The Swag Country Inn, a rare piece of paradise perched on a high mountain meadow at 5,000 feet near Waynesville, N.C., was created by folks who know a thing or two about divinity--- Dan Matthews, retired pastor and CEO of Trinity Church on Wall Street in NYC, and his wife, Deener, who was seemingly born to hospitality.
Originally designed as a place of respite for Episcopalian clergy and laymen, it opened its centuries old doors to the public in 1982. The main inn, constructed from reassembled hand hewn logs and stone from a 200-year-old church, is timeless.
A wide flagstone dog trot, designed to catch breezes, opens to views of forever. Mountains pile up like pyramids of sand. On sunny days, they kiss alabaster puffs of white, and when skies are overcast, they wear their clouds like boas.
The back porch is dotted with rockers while the lush green lawn sports the occasional Adirondack. The setting inspires the decadence of the three Rs---- reading, rocking and relaxing, while the miles of hiking trails across the gravel drive beckons others to choose a hiking stick (yours to keep forever) and head for the higher country.
The 250-acres that encompass the Swag join the Great Smoky National Park just paces from the screened door of the inn.
In addition to the main inn, cabins on the property offer fantastic digs as well. One, appropriately named The Cabin, boasts two porches, two wood burning fireplaces, two screened doors that slap like days of old -----and your own personal sauna in a bathroom that could be on the pages of Architectural Digest. The steam shower has a view of the back porch, centered by a fireplace, and theres even an outdoor shower on that porch for the magic combo of fire and water.
Think outdoor shower in the Caribbean, just moved to the mountains. Paradise re-defined.
In addition to rocking, relaxing, reading and hiking----theres dining. Three times a day; well four if you count high tea in the afternoon with homemade cookies. Dinner is a multi- course affair; you select your entrée in the morning. Two long wooden tables stretch the length of the dining room where guests share convivial evenings.
For honeymooners or those inclined to less socialization, tables for two perch at expansive windows while a fire in the soaring stone fireplace crackles and pops.
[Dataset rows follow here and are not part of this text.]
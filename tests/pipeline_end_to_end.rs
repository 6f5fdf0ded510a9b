//! End-to-end run against a rule-matching input: ingest -> normalize/detect
//! -> rule classify -> bundle emission -> validation (`spec.md` §4.1-§4.10,
//! S4).

mod support;

use assert_cmd::prelude::*;
use predicates::prelude::*;
use serde_json::Value;

#[test]
fn rule_matched_row_produces_a_passing_evidence_bundle() {
    let dir = tempfile::tempdir().unwrap();
    let work_dir = camino::Utf8Path::from_path(dir.path()).unwrap();
    support::write_config(work_dir);
    let csv_path = support::write_openai_csv(work_dir);

    support::aimo_cmd(work_dir)
        .arg(csv_path.file_name().unwrap())
        .args(["--standard-version", "9.9.9"])
        .assert()
        .success()
        .stdout(predicate::str::contains("candidates (A/B/C):"))
        .stdout(predicate::str::contains("bundle:"));

    let out_dir = work_dir.join("out");
    let run_dirs: Vec<_> = std::fs::read_dir(out_dir.as_std_path()).unwrap().filter_map(|e| e.ok()).collect();
    assert_eq!(run_dirs.len(), 1, "exactly one run directory should be written");
    let bundle_dir = camino::Utf8PathBuf::from_path_buf(run_dirs[0].path()).unwrap();

    let manifest: Value = serde_json::from_str(&std::fs::read_to_string(bundle_dir.join("evidence_pack_manifest.json")).unwrap()).unwrap();
    let taxonomy_summary = manifest.get("taxonomy_summary").unwrap();
    for dim in ["FS", "IM", "UC", "DT", "CH", "RS", "EV"] {
        let codes = taxonomy_summary.get(dim).and_then(Value::as_array).unwrap_or_else(|| panic!("missing {dim} in taxonomy_summary"));
        assert!(!codes.is_empty(), "dimension {dim} must carry at least one code");
    }
    assert_eq!(taxonomy_summary.get("FS").unwrap(), &serde_json::json!(["FS-001"]));

    let validation: Value = serde_json::from_str(&std::fs::read_to_string(bundle_dir.join("validation_result.json")).unwrap()).unwrap();
    assert_eq!(validation["passed"], serde_json::json!(true));
    assert_eq!(validation["error_count"], serde_json::json!(0));

    let checksums: Value = serde_json::from_str(&std::fs::read_to_string(bundle_dir.join("checksums.json")).unwrap()).unwrap();
    let files = checksums["files"].as_object().unwrap();
    assert!(files.contains_key("evidence_pack_manifest.json"));
}

#[test]
fn rerunning_the_same_input_resumes_the_existing_run_without_duplicating_rows() {
    let dir = tempfile::tempdir().unwrap();
    let work_dir = camino::Utf8Path::from_path(dir.path()).unwrap();
    support::write_config(work_dir);
    let csv_path = support::write_openai_csv(work_dir);

    let first = support::aimo_cmd(work_dir)
        .arg(csv_path.file_name().unwrap())
        .args(["--standard-version", "9.9.9"])
        .output()
        .unwrap();
    assert!(first.status.success());
    let first_stdout = String::from_utf8_lossy(&first.stdout).to_string();
    let run_id = extract_run_id(&first_stdout);

    let second = support::aimo_cmd(work_dir)
        .arg(csv_path.file_name().unwrap())
        .args(["--standard-version", "9.9.9"])
        .output()
        .unwrap();
    assert!(second.status.success());
    let second_stdout = String::from_utf8_lossy(&second.stdout).to_string();
    let second_run_id = extract_run_id(&second_stdout);

    assert_eq!(run_id, second_run_id, "identical input + versions must resolve to the same run_id (I1)");

    let first_rows = extract_field(&first_stdout, "input_rows:");
    let second_rows = extract_field(&second_stdout, "input_rows:");
    assert_eq!(first_rows, second_rows, "a second run over the same input must not double-count rows (RT2)");
}

fn extract_run_id(stdout: &str) -> String {
    stdout
        .lines()
        .find_map(|l| l.strip_prefix("run_id: "))
        .map(|s| s.split_whitespace().next().unwrap_or(s).to_string())
        .expect("stdout should contain a run_id line")
}

fn extract_field<'a>(stdout: &'a str, label: &str) -> &'a str {
    stdout.lines().find_map(|l| l.trim().strip_prefix(label)).map(str::trim).expect("expected field not found in stdout")
}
Lunch menus are selected by guests, as is their presentation: backpack for hiking; checked paper bag or picnic basket. Breakfast is a picture perfect buffet, complete with made to order omelets.
The Swag, with more than three decades of hospitality under its belt, offers a rare piece of peace April 27 through November 29 yearly. Holidays are celebrated in rustic splendor. Thanksgiving is a day to remember.
But then every day at The Swag is a treasured memory in the making.